WHAT IS REQUIRED: Scan the entries below for the word "surfaces" and copy every line in which it occurs.

DATA FOR THIS TASK below:

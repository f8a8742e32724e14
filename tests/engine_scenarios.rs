use std::io::Write;

use ardice::prelude::*;

fn camera() -> DeviceCamera {
    DeviceCamera::look_at(
        Vector3::new(0.0, 1.0, 0.0),
        Vector3::new(0.0, 0.0, -1.0),
        (800.0, 600.0),
    )
}

fn engine_with(config: EngineConfig) -> DiceEngine<Scene, SimulatedTracking> {
    let mut engine = DiceEngine::new(config, Scene::new(), SimulatedTracking::new(camera()))
        .expect("engine should build");
    engine.start_session();
    engine
}

/// Engine with a 2m x 2m table centered one meter ahead of the camera
fn engine_on_table() -> (DiceEngine<Scene, SimulatedTracking>, AnchorId) {
    let mut engine = engine_with(EngineConfig::default().with_seed(7).with_bounding_radius(0.02));
    let id = engine.tracking_mut().allocate_id();
    engine.tracking_mut().detect_plane(PlaneAnchor::horizontal(
        id,
        Matrix4::from_translation(Vector3::new(0.0, 0.0, -1.0)),
        Vector3::zero(),
        Vector3::new(2.0, 0.0, 2.0),
    ));
    engine.sync_anchors();
    (engine, id)
}

#[test]
fn n_taps_place_n_dice() {
    let (mut engine, _) = engine_on_table();
    let taps = [(400.0, 300.0), (380.0, 320.0), (420.0, 310.0), (400.0, 350.0)];
    for point in taps {
        engine.on_tap(point);
    }
    assert_eq!(engine.registry().len(), taps.len());
    for object in engine.registry() {
        assert!(engine.runtime().contains(object.node));
        assert!((object.position.y - 0.02).abs() < 1e-4);
    }
}

#[test]
fn tap_off_the_table_is_ignored() {
    let (mut engine, _) = engine_on_table();
    // Ray through the top edge passes far beyond the table
    engine.on_tap((400.0, 0.0));
    assert!(engine.registry().is_empty());
    assert_eq!(engine.runtime().scheduled_actions(), 0);
}

#[test]
fn tap_before_any_surface_is_ignored() {
    let mut engine = engine_with(EngineConfig::default().with_seed(1));
    engine.on_tap((400.0, 300.0));
    assert!(engine.registry().is_empty());
}

#[test]
fn remove_all_empties_scene_of_dice_only() {
    let (mut engine, table) = engine_on_table();
    for _ in 0..3 {
        engine.on_tap((400.0, 300.0));
    }
    let surface_nodes = engine.runtime().node_count() - 3;

    engine.on_remove_all_command();
    assert!(engine.registry().is_empty());
    assert_eq!(engine.runtime().node_count(), surface_nodes);
    assert!(engine.surfaces().visual_node(table).is_some());

    // Nothing left to remove
    engine.on_remove_all_command();
    assert_eq!(engine.runtime().node_count(), surface_nodes);
}

#[test]
fn shake_schedules_one_roll_per_die() {
    let (mut engine, _) = engine_on_table();
    for _ in 0..3 {
        engine.on_tap((400.0, 300.0));
    }
    assert_eq!(engine.runtime().scheduled_actions(), 3);

    engine.on_shake_detected();
    assert_eq!(engine.runtime().scheduled_actions(), 6);
}

#[test]
fn rolls_only_turn_about_horizontal_axes() {
    let (mut engine, _) = engine_on_table();
    engine.on_tap((400.0, 300.0));
    engine.on_shake_detected();
    engine.runtime_mut().finish_actions();

    let quarter = std::f32::consts::FRAC_PI_2;
    let object = engine.registry().iter().next().unwrap();
    let angles = engine.runtime().node(object.node).unwrap().euler_angles;
    assert_eq!(angles.y, 0.0);
    for angle in [angles.x, angles.z] {
        // Two rolls of 5..=20 quarter turns each
        let turns = angle / quarter;
        assert!((turns - turns.round()).abs() < 1e-3);
        assert!((10.0..=40.0).contains(&turns.round()));
        assert_eq!(turns.round() as i32 % 5, 0);
    }
}

#[test]
fn same_seed_replays_the_same_rolls() {
    let angles = || {
        let (mut engine, _) = engine_on_table();
        engine.on_tap((400.0, 300.0));
        engine.on_shake_detected();
        engine.runtime_mut().finish_actions();
        let object = engine.registry().iter().next().unwrap();
        engine.runtime().node(object.node).unwrap().euler_angles
    };
    assert_eq!(angles(), angles());
}

#[test]
fn surface_follows_anchor_lifecycle() {
    let (mut engine, table) = engine_on_table();
    let visual = engine.surfaces().visual_node(table).unwrap();
    assert_eq!(engine.runtime().node(visual).unwrap().position, Vector3::zero());

    engine.tracking_mut().refine_plane(PlaneAnchor::horizontal(
        table,
        Matrix4::from_translation(Vector3::new(0.0, 0.0, -1.0)),
        Vector3::new(0.2, 0.0, 0.1),
        Vector3::new(3.0, 0.0, 2.5),
    ));
    assert_eq!(engine.sync_anchors(), 1);
    let node = engine.runtime().node(visual).unwrap();
    assert_eq!(node.position, Vector3::new(0.2, 0.0, 0.1));

    engine.tracking_mut().remove_anchor(table);
    engine.sync_anchors();
    assert!(!engine.runtime().contains(visual));
    assert!(engine.surfaces().is_empty());

    // Dice placed before stay where they are; new taps find nothing
    engine.on_tap((400.0, 300.0));
    assert!(engine.registry().is_empty());
}

#[test]
fn missing_asset_fails_construction() {
    let config = EngineConfig::default().with_obj_template("/nonexistent/art/dice.obj", "Dice");
    let result = DiceEngine::new(config, Scene::new(), SimulatedTracking::new(camera()));
    assert!(matches!(result, Err(DiceError::AssetLoad(_))));
}

#[test]
fn missing_template_node_fails_construction() {
    let path = std::env::temp_dir().join(format!("ardice_scenario_{}.obj", std::process::id()));
    let mut file = std::fs::File::create(&path).unwrap();
    file.write_all(b"o Table\nv 0 0 0\nv 1 0 0\nv 0 0 1\nf 1 2 3\n")
        .unwrap();

    let config = EngineConfig::default().with_obj_template(&path, "Dice");
    let result = DiceEngine::new(config, Scene::new(), SimulatedTracking::new(camera()));
    assert!(matches!(result, Err(DiceError::TemplateNotFound { .. })));
    let _ = std::fs::remove_file(path);
}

End of DATA FOR THIS TASK.

REPLY:
    assert!(engine.surfaces().visual_node(table).is_some());
    let visual = engine.surfaces().visual_node(table).unwrap();
    assert!(engine.surfaces().is_empty());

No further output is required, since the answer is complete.